Interview with Elisabeth Barrett, Author of The Best of Me

07 Jan 2016

Tell us a little bit about your new release, The Best of Me?

Jane Pringle never meant to fall for her boss. After landing a job as a pastry chef at the exclusive Briarwood Golf and Yacht Club in Eastbridge, Connecticut, she just wants to keep her son in a good school district and find some peace and quiet, far away from her manipulative ex-husband. But when Preston North, Briarwood’s charismatic co-owner, takes an interest in her, Jane’s best-laid plans go awry . . . in the sweetest way possible. The Best of Me is the second book in my Return to Briarwood series but it can be enjoyed as a stand-alone.

 If you could require the president to read one book, what would it be?

Interesting question. Of course I would recommend that the president read Deep Autumn Heat, the first book in my Star Harbor series, which follows the lives of four brothers as they live, work, and love on Cape Cod.

In all seriousness, though, I think a great book for any president of the United States to read is 1776 by David McCullough. It is a meticulously researched, exceptionally well-written account of the founding of our nation. Things were dire for the Continental Army as they fought the British, but over the course of a single year they were able to make significant gains (at an incredible cost) and change the course of history. George Washington’s leadership and his willingness to make difficult and potentially unpopular decisions also stand out in this book, and I think a modern-day president of the United States would be well-served to reflect on the difficulties and challenges associated with our nation’s founding.

BAM. You’re a superhero. What’s your superpower?

I so want to be a superhero. I have many superpowers (natch), but my most useful superpower is the ability to read the minds of small children. Oh, yes! With my incredible mind-reading ability, I can preempt tragic accidents, like my 5-year-old deciding to “fix” a clogged toilet by repeatedly flushing, or my 7-year-old poking his brother in the eye with a stick. I can also head off tantrums before they begin! Of course I only use my superpowers for good, not evil.

What is something you’re truly terrible at doing?

Oh, this is easy. Saying no. I should make it one of my new year’s resolutions: start saying no more!

Which book from your childhood or teenage years has stuck with you as an adult?

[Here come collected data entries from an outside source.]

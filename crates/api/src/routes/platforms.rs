//! Per-website platform connections.

use axum::{
    Json,
    extract::{Path, State},
    http::StatusCode,
};

use contentforge_core::{Platform, WebsiteId};
use tracing::info;

use crate::db::PlatformConfigRepository;
use crate::error::AppError;
use crate::middleware::RequireAuth;
use crate::models::{PlatformConfigInput, PlatformConfigView, website::normalize_site_url};
use crate::routes::websites::owned_website;
use crate::services::{Connections, VerifiedConnection};
use crate::shopify::normalize_store_domain;
use crate::state::AppState;

/// Check and normalise `base_url` and `username` for `platform`.
fn normalize_input(
    platform: Platform,
    mut input: PlatformConfigInput,
) -> Result<PlatformConfigInput, AppError> {
    let base_url = input.base_url.trim();
    if base_url.is_empty() {
        return Err(AppError::BadRequest("base_url is required".to_string()));
    }

    input.base_url = match platform {
        Platform::Shopify => {
            let store = normalize_store_domain(base_url);
            if !store.ends_with(".myshopify.com") || store.len() <= ".myshopify.com".len() {
                return Err(AppError::BadRequest(
                    "base_url must be a *.myshopify.com store domain".to_string(),
                ));
            }
            store
        }
        Platform::WordPress => {
            if input.username.as_deref().is_none_or(|u| u.trim().is_empty()) {
                return Err(AppError::BadRequest(
                    "username is required for wordpress".to_string(),
                ));
            }
            let url = url::Url::parse(base_url)
                .ok()
                .filter(|u| matches!(u.scheme(), "http" | "https") && u.host_str().is_some())
                .ok_or_else(|| AppError::BadRequest("base_url must be an http(s) URL".to_string()))?;
            url.as_str().trim_end_matches('/').to_string()
        }
        Platform::SearchConsole => {
            // Domain properties are written `sc-domain:example.com`.
            if base_url.starts_with("sc-domain:") {
                base_url.to_string()
            } else {
                let origin = normalize_site_url(base_url).map_err(AppError::BadRequest)?;
                format!("{origin}/")
            }
        }
    };
    input.username = input
        .username
        .map(|u| u.trim().to_string())
        .filter(|u| !u.is_empty());
    input.secret = input.secret.filter(|s| !s.trim().is_empty());
    Ok(input)
}

/// List connections (secrets omitted).
///
/// GET /api/websites/{id}/platforms
///
/// # Errors
///
/// 404 if not the caller's website.
pub async fn index(
    State(state): State<AppState>,
    RequireAuth(user): RequireAuth,
    Path(website_id): Path<WebsiteId>,
) -> Result<Json<Vec<PlatformConfigView>>, AppError> {
    let website = owned_website(&state, user.id, website_id).await?;
    let configs = PlatformConfigRepository::new(state.pool())
        .list(website.id)
        .await?;
    Ok(Json(configs.iter().map(|c| c.view()).collect()))
}

/// Create or replace a connection.
///
/// PUT /api/websites/{id}/platforms/{platform}
///
/// # Errors
///
/// 400 for an invalid `base_url`, 404 if not the caller's website.
pub async fn upsert(
    State(state): State<AppState>,
    RequireAuth(user): RequireAuth,
    Path((website_id, platform)): Path<(WebsiteId, Platform)>,
    Json(body): Json<PlatformConfigInput>,
) -> Result<Json<PlatformConfigView>, AppError> {
    let website = owned_website(&state, user.id, website_id).await?;
    let input = normalize_input(platform, body)?;

    let config = PlatformConfigRepository::new(state.pool())
        .upsert(website.id, platform, &input)
        .await?;

    info!(website_id = %website.id, platform = %platform, "Platform connection saved");
    Ok(Json(config.view()))
}

/// DELETE /api/websites/{id}/platforms/{platform}
///
/// # Errors
///
/// 404 if not the caller's website or not connected.
pub async fn destroy(
    State(state): State<AppState>,
    RequireAuth(user): RequireAuth,
    Path((website_id, platform)): Path<(WebsiteId, Platform)>,
) -> Result<StatusCode, AppError> {
    let website = owned_website(&state, user.id, website_id).await?;
    PlatformConfigRepository::new(state.pool())
        .delete(website.id, platform)
        .await?;
    Ok(StatusCode::NO_CONTENT)
}

/// Call the vendor with the stored credentials.
///
/// POST /api/websites/{id}/platforms/{platform}/verify
///
/// # Errors
///
/// 400 if not connected, 502 if the vendor rejects the credentials.
pub async fn verify(
    State(state): State<AppState>,
    RequireAuth(user): RequireAuth,
    Path((website_id, platform)): Path<(WebsiteId, Platform)>,
) -> Result<Json<VerifiedConnection>, AppError> {
    let website = owned_website(&state, user.id, website_id).await?;
    let connections = Connections::new(&state);
    let config = connections.config(website.id, platform).await?;
    let verified = connections.verify(&config).await?;
    Ok(Json(verified))
}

This is a tough one, because there are so many that have stuck with me, and even ones I re-read yearly. Jane Austen’s Pride and Prejudice definitely tops that list. It’s got family, romance, social issues…pretty much everything you could possibly want, all wrapped up in gorgeous prose. By the time I was actually assigned the book to read in high school I think I’d already read it something like 10 times. I also have a soft spot for Persuasion, which I used as inspiration for Once and Again, which is the first in my Return to Briarwood series. Another series that has stuck with me is Lucy Maud Montgomery’s Anne of Green Gables. I can’t think of any book (or series of books) that so perfectly captures small town life.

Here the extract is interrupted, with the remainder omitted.